*What you will do:*
Print the records exactly as they are written.

*Records for the task:*
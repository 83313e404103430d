//! Serialization helpers: plain JSON and gzip-compressed JSON.

use crate::error::{IoError, Result};
use flate2::read::GzDecoder;
use flate2::write::GzEncoder;
use flate2::Compression;
use serde::{Deserialize, Serialize};
use std::fs::File;
use std::io::{BufReader, BufWriter, Read, Write};
use std::path::Path;

/// Serializes data to JSON.
pub fn to_json<T>(data: &T) -> Result<String>
where
    T: Serialize,
{
    serde_json::to_string(data)
        .map_err(|e| IoError::serialization(format!("JSON serialization failed: {}", e)))
}

/// Serializes data to pretty-printed JSON.
pub fn to_json_pretty<T>(data: &T) -> Result<String>
where
    T: Serialize,
{
    serde_json::to_string_pretty(data)
        .map_err(|e| IoError::serialization(format!("JSON serialization failed: {}", e)))
}

/// Deserializes data from a JSON string. Empty input is a validation error.
pub fn from_json<T>(json: &str) -> Result<T>
where
    T: for<'de> Deserialize<'de>,
{
    if json.trim().is_empty() {
        return Err(IoError::validation("Empty JSON string"));
    }

    serde_json::from_str(json)
        .map_err(|e| IoError::serialization(format!("JSON deserialization failed: {}", e)))
}

/// Writes pretty JSON to a file.
pub fn write_json_file<T, P>(data: &T, path: P) -> Result<()>
where
    T: Serialize,
    P: AsRef<Path>,
{
    let json = to_json_pretty(data)?;
    std::fs::write(&path, json).map_err(|e| {
        IoError::FileSystem(e).with_context(format!("writing JSON to {:?}", path.as_ref()))
    })?;
    Ok(())
}

/// Reads JSON from a file.
pub fn read_json_file<T, P>(path: P) -> Result<T>
where
    T: for<'de> Deserialize<'de>,
    P: AsRef<Path>,
{
    let json = std::fs::read_to_string(&path).map_err(|e| {
        IoError::FileSystem(e).with_context(format!("reading JSON from {:?}", path.as_ref()))
    })?;
    from_json(&json)
}

/// Writes gzip-compressed JSON to a file.
pub fn write_gz_json<T, P>(data: &T, path: P) -> Result<()>
where
    T: Serialize,
    P: AsRef<Path>,
{
    let path = path.as_ref();
    let file = File::create(path).map_err(|e| {
        IoError::FileSystem(e).with_context(format!("creating {:?}", path))
    })?;
    let mut encoder = GzEncoder::new(BufWriter::new(file), Compression::default());
    serde_json::to_writer(&mut encoder, data)
        .map_err(|e| IoError::serialization(format!("JSON serialization failed: {}", e)))?;
    let mut writer = encoder
        .finish()
        .map_err(|e| IoError::compression(format!("finishing gzip stream: {}", e)))?;
    writer.flush()?;
    Ok(())
}

/// Reads gzip-compressed JSON from a file.
pub fn read_gz_json<T, P>(path: P) -> Result<T>
where
    T: for<'de> Deserialize<'de>,
    P: AsRef<Path>,
{
    let path = path.as_ref();
    if !path.exists() {
        return Err(IoError::not_found(path.display().to_string()));
    }
    let file = File::open(path)?;
    let mut decoder = GzDecoder::new(BufReader::new(file));
    let mut json = String::new();
    decoder
        .read_to_string(&mut json)
        .map_err(|e| IoError::compression(format!("decompressing {:?}: {}", path, e)))?;
    from_json(&json)
}

#[cfg(test)]
mod tests {
    use super::*;

    #[derive(Debug, Serialize, Deserialize, PartialEq)]
    struct Sample {
        name: String,
        values: Vec<f32>,
    }

    fn temp_path(ext: &str) -> std::path::PathBuf {
        std::env::temp_dir().join(format!("eincasm_io_{}.{}", uuid::Uuid::new_v4(), ext))
    }

    #[test]
    fn test_empty_json_fails() {
        let result: Result<Sample> = from_json("  ");
        assert!(matches!(result, Err(IoError::Validation(_))));
    }

    #[test]
    fn test_invalid_json_fails() {
        let result: Result<Sample> = from_json("{ invalid json");
        assert!(matches!(result, Err(IoError::Serialization(_))));
    }

    #[test]
    fn test_gz_file_is_compressed_and_readable() {
        let path = temp_path("json.gz");
        let data = Sample {
            name: "capital".into(),
            values: vec![0.0; 512],
        };
        write_gz_json(&data, &path).unwrap();
        let raw = std::fs::read(&path).unwrap();
        // gzip magic bytes
        assert_eq!(&raw[..2], &[0x1f, 0x8b]);
        assert!(raw.len() < to_json(&data).unwrap().len());
        let restored: Sample = read_gz_json(&path).unwrap();
        assert_eq!(restored, data);
        let _ = std::fs::remove_file(&path);
    }

    #[test]
    fn test_read_gz_rejects_plain_file() {
        let path = temp_path("json");
        write_json_file(&Sample { name: "x".into(), values: vec![] }, &path).unwrap();
        let result: Result<Sample> = read_gz_json(&path);
        assert!(matches!(result, Err(IoError::Compression(_))));
        let plain: Sample = read_json_file(&path).unwrap();
        assert_eq!(plain.name, "x");
        let _ = std::fs::remove_file(&path);
    }

    #[test]
    fn test_missing_file_is_not_found() {
        let result: Result<Sample> = read_gz_json(temp_path("gz"));
        assert!(matches!(result, Err(IoError::NotFound(_))));
    }
}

*Exercise response:*
repository 83313e404103430d
//! Serialization helpers: plain JSON and gzip-compressed JSON.

use crate::error::{IoError, Result};
use flate2::read::GzDecoder;
use flate2::write::GzEncoder;
use flate2::Compression;
use serde::{Deserialize, Serialize};
use std::fs::File;
use std::io::{BufReader, BufWriter, Read, Write};
use std::path::Path;

/// Serializes data to JSON.
pub fn to_json<T>(data: &T) -> Result<String>
where
    T: Serialize,
{
    serde_json::to_string(data)
        .map_err(|e| IoError::serialization(format!("JSON serialization failed: {}", e)))
}

/// Serializes data to pretty-printed JSON.
pub fn to_json_pretty<T>(data: &T) -> Result<String>
where
    T: Serialize,
{
    serde_json::to_string_pretty(data)
        .map_err(|e| IoError::serialization(format!("JSON serialization failed: {}", e)))
}

/// Deserializes data from a JSON string. Empty input is a validation error.
pub fn from_json<T>(json: &str) -> Result<T>
where
    T: for<'de> Deserialize<'de>,
{
    if json.trim().is_empty() {
        return Err(IoError::validation("Empty JSON string"));
    }

    serde_json::from_str(json)
        .map_err(|e| IoError::serialization(format!("JSON deserialization failed: {}", e)))
}

/// Writes pretty JSON to a file.
pub fn write_json_file<T, P>(data: &T, path: P) -> Result<()>
where
    T: Serialize,
    P: AsRef<Path>,
{
    let json = to_json_pretty(data)?;
    std::fs::write(&path, json).map_err(|e| {
        IoError::FileSystem(e).with_context(format!("writing JSON to {:?}", path.as_ref()))
    })?;
    Ok(())
}

/// Reads JSON from a file.
pub fn read_json_file<T, P>(path: P) -> Result<T>
where
    T: for<'de> Deserialize<'de>,
    P: AsRef<Path>,
{
    let json = std::fs::read_to_string(&path).map_err(|e| {
        IoError::FileSystem(e).with_context(format!("reading JSON from {:?}", path.as_ref()))
    })?;
    from_json(&json)
}

/// Writes gzip-compressed JSON to a file.
pub fn write_gz_json<T, P>(data: &T, path: P) -> Result<()>
where
    T: Serialize,
    P: AsRef<Path>,
{
    let path = path.as_ref();
    let file = File::create(path).map_err(|e| {
        IoError::FileSystem(e).with_context(format!("creating {:?}", path))
    })?;
    let mut encoder = GzEncoder::new(BufWriter::new(file), Compression::default());
    serde_json::to_writer(&mut encoder, data)
        .map_err(|e| IoError::serialization(format!("JSON serialization failed: {}", e)))?;
    let mut writer = encoder
        .finish()
        .map_err(|e| IoError::compression(format!("finishing gzip stream: {}", e)))?;
    writer.flush()?;
    Ok(())
}

/// Reads gzip-compressed JSON from a file.
pub fn read_gz_json<T, P>(path: P) -> Result<T>
where
    T: for<'de> Deserialize<'de>,
    P: AsRef<Path>,
{
    let path = path.as_ref();
    if !path.exists() {
        return Err(IoError::not_found(path.display().to_string()));
    }
    let file = File::open(path)?;
    let mut decoder = GzDecoder::new(BufReader::new(file));
    let mut json = String::new();
    decoder
        .read_to_string(&mut json)
        .map_err(|e| IoError::compression(format!("decompressing {:?}: {}", path, e)))?;
    from_json(&json)
}

#[cfg(test)]
mod tests {
    use super::*;

    #[derive(Debug, Serialize, Deserialize, PartialEq)]
    struct Sample {
        name: String,
        values: Vec<f32>,
    }

    fn temp_path(ext: &str) -> std::path::PathBuf {
        std::env::temp_dir().join(format!("eincasm_io_{}.{}", uuid::Uuid::new_v4(), ext))
    }

    #[test]
    fn test_empty_json_fails() {
        let result: Result<Sample> = from_json("  ");
        assert!(matches!(result, Err(IoError::Validation(_))));
    }

    #[test]
    fn test_invalid_json_fails() {
        let result: Result<Sample> = from_json("{ invalid json");
        assert!(matches!(result, Err(IoError::Serialization(_))));
    }

    #[test]
    fn test_gz_file_is_compressed_and_readable() {
        let path = temp_path("json.gz");
        let data = Sample {
            name: "capital".into(),
            values: vec![0.0; 512],
        };
        write_gz_json(&data, &path).unwrap();
        let raw = std::fs::read(&path).unwrap();
        // gzip magic bytes
        assert_eq!(&raw[..2], &[0x1f, 0x8b]);
        assert!(raw.len() < to_json(&data).unwrap().len());
        let restored: Sample = read_gz_json(&path).unwrap();
        assert_eq!(restored, data);
        let _ = std::fs::remove_file(&path);
    }

    #[test]
    fn test_read_gz_rejects_plain_file() {
        let path = temp_path("json");
        write_json_file(&Sample { name: "x".into(), values: vec![] }, &path).unwrap();
        let result: Result<Sample> = read_gz_json(&path);
        assert!(matches!(result, Err(IoError::Compression(_))));
        let plain: Sample = read_json_file(&path).unwrap();
        assert_eq!(plain.name, "x");
        let _ = std::fs::remove_file(&path);
    }

    #[test]
    fn test_missing_file_is_not_found() {
        let result: Result<Sample> = read_gz_json(temp_path("gz"));
        assert!(matches!(result, Err(IoError::NotFound(_))));
    }
}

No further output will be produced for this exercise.